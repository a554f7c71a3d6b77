//! 감시 모드 수명.
//!
//! 감시 루프는 `StopSignal`을 들고 있다가 멈춤 이유가 기록되면 빠져나온다.
//! 이유는 처음 기록된 것 하나만 남는다.

use std::fmt;
use std::io;
use tokio::sync::watch;
use tracing::info;

/// 감시 모드가 멈춘 이유
#[derive(Debug, Clone, Copy, PartialEq, Eq)]
pub enum StopReason {
    /// SIGINT / Ctrl+C
    Interrupt,
    /// SIGTERM
    Terminate,
    /// 코드에서 직접 요청
    Requested,
}

impl fmt::Display for StopReason {
    fn fmt(&self, f: &mut fmt::Formatter<'_>) -> fmt::Result {
        f.write_str(match self {
            StopReason::Interrupt => "interrupt",
            StopReason::Terminate => "terminate",
            StopReason::Requested => "requested",
        })
    }
}

/// 감시 모드 수명 관리
pub struct WatchLifecycle {
    stop_tx: watch::Sender<Option<StopReason>>,
}

impl WatchLifecycle {
    pub fn new() -> Self {
        let (stop_tx, _) = watch::channel(None);
        Self { stop_tx }
    }

    /// 감시 루프에 넘길 수신 측
    pub fn stop_signal(&self) -> StopSignal {
        StopSignal {
            rx: self.stop_tx.subscribe(),
        }
    }

    /// 멈춤 기록. 이미 멈췄으면 false.
    pub fn stop(&self, reason: StopReason) -> bool {
        let recorded = self.stop_tx.send_if_modified(|current| {
            if current.is_some() {
                return false;
            }
            *current = Some(reason);
            true
        });
        if recorded {
            info!("감시 모드 멈춤 요청: {reason}");
        }
        recorded
    }

    pub fn stop_reason(&self) -> Option<StopReason> {
        *self.stop_tx.borrow()
    }

    /// OS 시그널이 올 때까지 기다렸다가 멈춤을 기록한다
    ///
    /// 핸들러 등록 실패는 호출자에게 돌려준다.
    pub async fn stop_on_signal(&self) -> io::Result<()> {
        #[cfg(unix)]
        let reason = {
            use tokio::signal::unix::{signal, SignalKind};
            let mut sigint = signal(SignalKind::interrupt())?;
            let mut sigterm = signal(SignalKind::terminate())?;
            tokio::select! {
                _ = sigint.recv() => StopReason::Interrupt,
                _ = sigterm.recv() => StopReason::Terminate,
            }
        };

        #[cfg(not(unix))]
        let reason = {
            tokio::signal::ctrl_c().await?;
            StopReason::Interrupt
        };

        self.stop(reason);
        Ok(())
    }
}

impl Default for WatchLifecycle {
    fn default() -> Self {
        Self::new()
    }
}

/// 멈춤 대기 핸들
#[derive(Debug, Clone)]
pub struct StopSignal {
    rx: watch::Receiver<Option<StopReason>>,
}

impl StopSignal {
    /// 멈춤 이유가 기록될 때까지 대기 (이미 기록됐으면 바로 반환)
    ///
    /// `WatchLifecycle`이 먼저 사라지면 `Requested`로 본다.
    pub async fn stopped(&mut self) -> StopReason {
        loop {
            if let Some(reason) = *self.rx.borrow_and_update() {
                return reason;
            }
            if self.rx.changed().await.is_err() {
                return StopReason::Requested;
            }
        }
    }
}
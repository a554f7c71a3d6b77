//! 화면 간 이동 의도.
//!
//! Overview에서 위험 서버를 누르면 Server Metrics 화면이 해당 서버를 강조하고
//! 조건이 맞으면 예측 분석을 연다. 의도는 한 번만 소비된다.

use infrawatch_core::environment::same_environment;
use infrawatch_core::models::predictive::PredictiveFlag;
use infrawatch_core::server_naming::{global_name, parse_global_name};
use parking_lot::Mutex;
use tracing::debug;

/// 서버 강조 + 분석 자동 열기 의도
#[derive(Debug, Clone, PartialEq, Eq)]
pub struct ServerFocusIntent {
    /// 강조 대상 전역 이름
    pub global_name: String,
    /// 로컬 서버 ID
    pub server: String,
    pub environment: String,
    /// 예측 분석 패널 자동 열기
    pub open_analysis: bool,
}

impl ServerFocusIntent {
    pub fn new(server: &str, environment: &str, open_analysis: bool) -> Self {
        Self {
            global_name: global_name(server, environment),
            server: server.to_string(),
            environment: environment.to_string(),
            open_analysis,
        }
    }

    /// 전역 이름(`prod-server3`)에서 생성
    pub fn from_global(global: &str, open_analysis: bool) -> Self {
        let (environment, server) = parse_global_name(global);
        Self {
            global_name: global.to_string(),
            server,
            environment,
            open_analysis,
        }
    }

    /// 예측 플래그와 같은 서버인지
    pub fn matches_flag(&self, flag: &PredictiveFlag) -> bool {
        flag.server_name == self.server && same_environment(&flag.environment, &self.environment)
    }
}

/// 단일 슬롯 의도 저장소
#[derive(Debug, Default)]
pub struct NavigationIntents {
    slot: Mutex<Option<ServerFocusIntent>>,
}

impl NavigationIntents {
    pub fn new() -> Self {
        Self::default()
    }

    /// 의도 등록 (이전 의도는 덮어씀)
    pub fn publish(&self, intent: ServerFocusIntent) {
        debug!("이동 의도 등록: {}", intent.global_name);
        *self.slot.lock() = Some(intent);
    }

    /// 의도 꺼내기. 이후 호출은 None.
    pub fn consume(&self) -> Option<ServerFocusIntent> {
        self.slot.lock().take()
    }
}
//! 감시 모드.
//!
//! 서버 메트릭과 활성 알림을 구독하고, 갱신이 올 때마다 화면을 다시 그린다.
//! 종료 신호가 오면 구독을 풀고 코디네이터를 정리한다.

use anyhow::{anyhow, Result};
use infrawatch_dashboard::alerts::AlertCenter;
use infrawatch_dashboard::refresh::{
    DataSource, PollingIntervals, RefreshCoordinator, RefreshPayload, RefreshUpdate,
};
use infrawatch_dashboard::views::server_metrics::{ServerMetricsData, ServerMetricsView};
use std::sync::Arc;
use tokio::sync::broadcast;
use tracing::{debug, info, warn};

use crate::commands::Context;
use crate::event_bus::{AppEvent, EventBus};
use crate::lifecycle::StopSignal;
use crate::renderer::{self, Style};

/// 화면 지우기
const CLEAR_SCREEN: &str = "\x1b[2J\x1b[H";

/// 렌더러가 들고 있는 화면 상태
struct WatchScreen {
    view: ServerMetricsView,
    data: ServerMetricsData,
    alerts: AlertCenter,
    style: Style,
}

impl WatchScreen {
    /// 갱신 반영. 화면이 바뀌었으면 true.
    fn apply(&mut self, update: &RefreshUpdate) -> bool {
        match &update.payload {
            RefreshPayload::ServerMetrics(_) => self.view.apply_refresh(&mut self.data, update),
            RefreshPayload::ActiveAlerts(alerts) => {
                self.alerts.replace(alerts.clone());
                true
            }
        }
    }

    fn frame(&self, update: &RefreshUpdate) -> String {
        let mut out = String::new();
        if self.style == Style::Ansi {
            out.push_str(CLEAR_SCREEN);
        }
        out.push_str(&format!(
            "infrawatch watch | {} | updated {} ({})\n\n",
            self.data.selection,
            update.fetched_at.format("%H:%M:%S"),
            update.key
        ));
        out.push_str(&renderer::servers(&self.data, self.style));
        out.push('\n');
        let visible = self.alerts.for_selection(&self.data.selection);
        out.push_str(&renderer::alerts(&visible, self.style));
        out
    }
}

/// 렌더러 루프. `Shutdown` 이벤트나 버스 종료에서 끝난다.
async fn render_loop<F>(mut screen: WatchScreen, mut rx: broadcast::Receiver<AppEvent>, mut sink: F)
where
    F: FnMut(String) + Send,
{
    loop {
        match rx.recv().await {
            Ok(AppEvent::Refreshed(update)) => {
                debug!("갱신 수신: {} (세대 {})", update.key, update.generation);
                if screen.apply(&update) {
                    sink(screen.frame(&update));
                }
            }
            Ok(AppEvent::Shutdown) => {
                info!("감시 렌더러 종료");
                break;
            }
            Err(broadcast::error::RecvError::Lagged(skipped)) => {
                warn!("렌더러가 이벤트 {skipped}건 건너뜀");
            }
            Err(broadcast::error::RecvError::Closed) => break,
        }
    }
}

/// 감시 모드 실행
///
/// `sink`는 다시 그린 화면 한 장씩을 받는다. `stop`에 멈춤 이유가 기록되면 반환한다.
pub async fn run<F>(ctx: &Context, mut stop: StopSignal, sink: F) -> Result<()>
where
    F: FnMut(String) + Send + 'static,
{
    let selection = ctx.selection.clone();
    let coordinator = RefreshCoordinator::new(
        ctx.api.clone(),
        PollingIntervals::from_config(&ctx.config),
    );
    let bus = EventBus::default();

    let view = ServerMetricsView::new(ctx.api.clone(), ctx.intents.clone(), selection.clone());
    let data = view
        .load()
        .await
        .ok_or_else(|| anyhow!("서버 메트릭 응답이 폐기됨"))?;
    let screen = WatchScreen {
        view,
        data,
        alerts: AlertCenter::new(),
        style: ctx.style,
    };
    let renderer = tokio::spawn(render_loop(screen, bus.subscribe(), sink));

    let mut metrics = coordinator.subscribe(DataSource::ServerMetrics, &selection);
    let mut alerts = coordinator.subscribe(DataSource::ActiveAlerts, &selection);
    info!(
        "감시 시작: {selection} (서버 메트릭 {:?}, 알림 {:?})",
        ctx.config.server_metrics_interval(),
        ctx.config.alerts_interval()
    );

    loop {
        tokio::select! {
            Some(update) = metrics.next() => {
                bus.publish(AppEvent::Refreshed(update));
            }
            Some(update) = alerts.next() => {
                bus.publish(AppEvent::Refreshed(update));
            }
            reason = stop.stopped() => {
                info!("감시 모드 종료 ({reason})");
                break;
            }
            else => {
                warn!("갱신 작업이 모두 끝남");
                break;
            }
        }
    }

    drop(metrics);
    drop(alerts);
    bus.publish(AppEvent::Shutdown);
    coordinator.shutdown();
    if let Err(e) = renderer.await {
        warn!("렌더러 작업 실패: {e}");
    }
    Ok(())
}

#[cfg(test)]
mod tests {
    use super::*;
    use crate::lifecycle::{StopReason, WatchLifecycle};
    use infrawatch_core::config::AppConfig;
    use infrawatch_core::filter::Selection;
    use infrawatch_network::http_client::HttpDashboardClient;
    use infrawatch_storage::sqlite::SqliteLocalStore;
    use mockito::Matcher;
    use parking_lot::Mutex;
    use std::time::Duration;

    #[tokio::test]
    async fn renders_frames_until_shutdown() {
        let mut server = mockito::Server::new_async().await;
        server
            .mock("GET", "/api/server_metrics")
            .match_query(Matcher::Any)
            .with_status(200)
            .with_body(r#"[{"server":"server3","environment":"Prod","cpu_usage":95.0,"server_health":"Good"}]"#)
            .create_async()
            .await;
        server
            .mock("GET", "/api/predictive-maintenance-flags")
            .match_query(Matcher::Any)
            .with_status(200)
            .with_body("[]")
            .create_async()
            .await;
        server
            .mock("GET", "/api/alerts/active")
            .match_query(Matcher::Any)
            .with_status(200)
            .with_body(r#"[{"id":"a1","severity":"critical","alertname":"HighCPU","environment":"Prod"}]"#)
            .create_async()
            .await;

        let mut config = AppConfig::default_config();
        config.polling.server_metrics_interval_ms = 50;
        config.polling.alerts_interval_ms = 50;
        let api = HttpDashboardClient::new(&server.url(), "/api", Duration::from_secs(5)).unwrap();
        let ctx = Context::new(
            Arc::new(api),
            Arc::new(SqliteLocalStore::open_in_memory().unwrap()),
            config,
            Selection::new("Production", "All"),
            Style::Plain,
        );

        let frames = Arc::new(Mutex::new(Vec::<String>::new()));
        let sink_frames = frames.clone();
        let lifecycle = WatchLifecycle::new();
        let stop = lifecycle.stop_signal();

        let stopper = async {
            tokio::time::sleep(Duration::from_millis(300)).await;
            lifecycle.stop(StopReason::Requested);
        };
        let (result, _) = tokio::join!(
            run(&ctx, stop, move |frame| sink_frames.lock().push(frame)),
            stopper
        );
        result.unwrap();

        let frames = frames.lock();
        assert!(!frames.is_empty());
        assert!(frames.iter().any(|f| f.contains("prod-server3")));
        assert!(frames.iter().any(|f| f.contains("HighCPU")));
        assert!(frames.iter().all(|f| !f.contains(CLEAR_SCREEN)));
    }
}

+ + + +

◆ TASK OBJECTIVE
Please go through the data and copy each line containing the word "Requested".

◆ ANSWER TO THIS TASK
    Requested,
            StopReason::Requested => "requested",
    /// `WatchLifecycle`이 먼저 사라지면 `Requested`로 본다.
                return StopReason::Requested;
            lifecycle.stop(StopReason::Requested);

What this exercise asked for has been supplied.